## TASK INSTRUCTIONS
For the entries below, the expected answer is the line with "use crate::router::CoopState;", the line with "applicant = state.membership.register(&session, form).await?;", and every line between them, exactly as written, and nothing more.

=== DATA FOR THIS EXERCISE ===

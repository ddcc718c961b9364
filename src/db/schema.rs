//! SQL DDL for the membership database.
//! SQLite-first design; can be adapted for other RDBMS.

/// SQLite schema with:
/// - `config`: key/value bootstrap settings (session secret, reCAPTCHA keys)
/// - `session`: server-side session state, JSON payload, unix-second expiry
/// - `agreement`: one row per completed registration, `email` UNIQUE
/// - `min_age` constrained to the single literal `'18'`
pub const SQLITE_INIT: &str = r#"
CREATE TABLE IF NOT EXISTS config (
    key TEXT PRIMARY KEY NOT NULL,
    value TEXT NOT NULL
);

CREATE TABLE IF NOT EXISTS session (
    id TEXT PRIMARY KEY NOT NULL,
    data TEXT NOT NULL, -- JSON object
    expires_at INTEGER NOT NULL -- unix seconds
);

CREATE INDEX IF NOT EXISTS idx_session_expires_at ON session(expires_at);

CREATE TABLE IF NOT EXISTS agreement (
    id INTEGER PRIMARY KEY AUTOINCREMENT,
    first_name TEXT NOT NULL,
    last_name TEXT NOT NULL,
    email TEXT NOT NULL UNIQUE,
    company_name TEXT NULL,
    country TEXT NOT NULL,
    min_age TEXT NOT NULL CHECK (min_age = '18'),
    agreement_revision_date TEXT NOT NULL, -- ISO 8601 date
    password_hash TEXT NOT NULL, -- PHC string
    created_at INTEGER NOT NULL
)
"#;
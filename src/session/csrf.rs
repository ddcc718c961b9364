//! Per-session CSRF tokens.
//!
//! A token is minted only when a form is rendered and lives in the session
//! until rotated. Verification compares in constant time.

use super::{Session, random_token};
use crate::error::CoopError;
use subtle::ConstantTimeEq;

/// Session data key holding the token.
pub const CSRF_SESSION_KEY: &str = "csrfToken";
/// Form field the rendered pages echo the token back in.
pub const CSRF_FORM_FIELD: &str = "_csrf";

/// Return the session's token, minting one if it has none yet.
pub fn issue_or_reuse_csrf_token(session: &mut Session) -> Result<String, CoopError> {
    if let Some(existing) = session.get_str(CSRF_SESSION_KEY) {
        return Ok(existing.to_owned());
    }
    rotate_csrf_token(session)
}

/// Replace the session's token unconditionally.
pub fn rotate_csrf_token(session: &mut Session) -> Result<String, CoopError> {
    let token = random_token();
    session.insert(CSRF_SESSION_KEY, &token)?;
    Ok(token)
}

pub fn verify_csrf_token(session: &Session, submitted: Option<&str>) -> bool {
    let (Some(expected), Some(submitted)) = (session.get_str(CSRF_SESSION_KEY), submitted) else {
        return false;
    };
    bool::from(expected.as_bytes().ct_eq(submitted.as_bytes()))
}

===
=== DATA FOR THIS EXERCISE ===

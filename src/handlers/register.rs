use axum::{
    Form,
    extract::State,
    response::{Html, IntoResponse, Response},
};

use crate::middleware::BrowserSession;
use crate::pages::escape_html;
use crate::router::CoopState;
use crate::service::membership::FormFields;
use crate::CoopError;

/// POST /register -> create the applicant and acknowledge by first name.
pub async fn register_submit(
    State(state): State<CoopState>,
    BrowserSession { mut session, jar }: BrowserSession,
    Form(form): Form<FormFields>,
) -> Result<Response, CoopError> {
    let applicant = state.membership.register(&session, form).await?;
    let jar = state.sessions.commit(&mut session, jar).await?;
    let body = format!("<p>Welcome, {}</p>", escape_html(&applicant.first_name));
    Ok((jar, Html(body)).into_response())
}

===

## EXPECTED ANSWER
use crate::router::CoopState;
use crate::service::membership::FormFields;
use crate::CoopError;

/// POST /register -> create the applicant and acknowledge by first name.
pub async fn register_submit(
    State(state): State<CoopState>,
    BrowserSession { mut session, jar }: BrowserSession,
    Form(form): Form<FormFields>,
) -> Result<Response, CoopError> {
    let applicant = state.membership.register(&session, form).await?;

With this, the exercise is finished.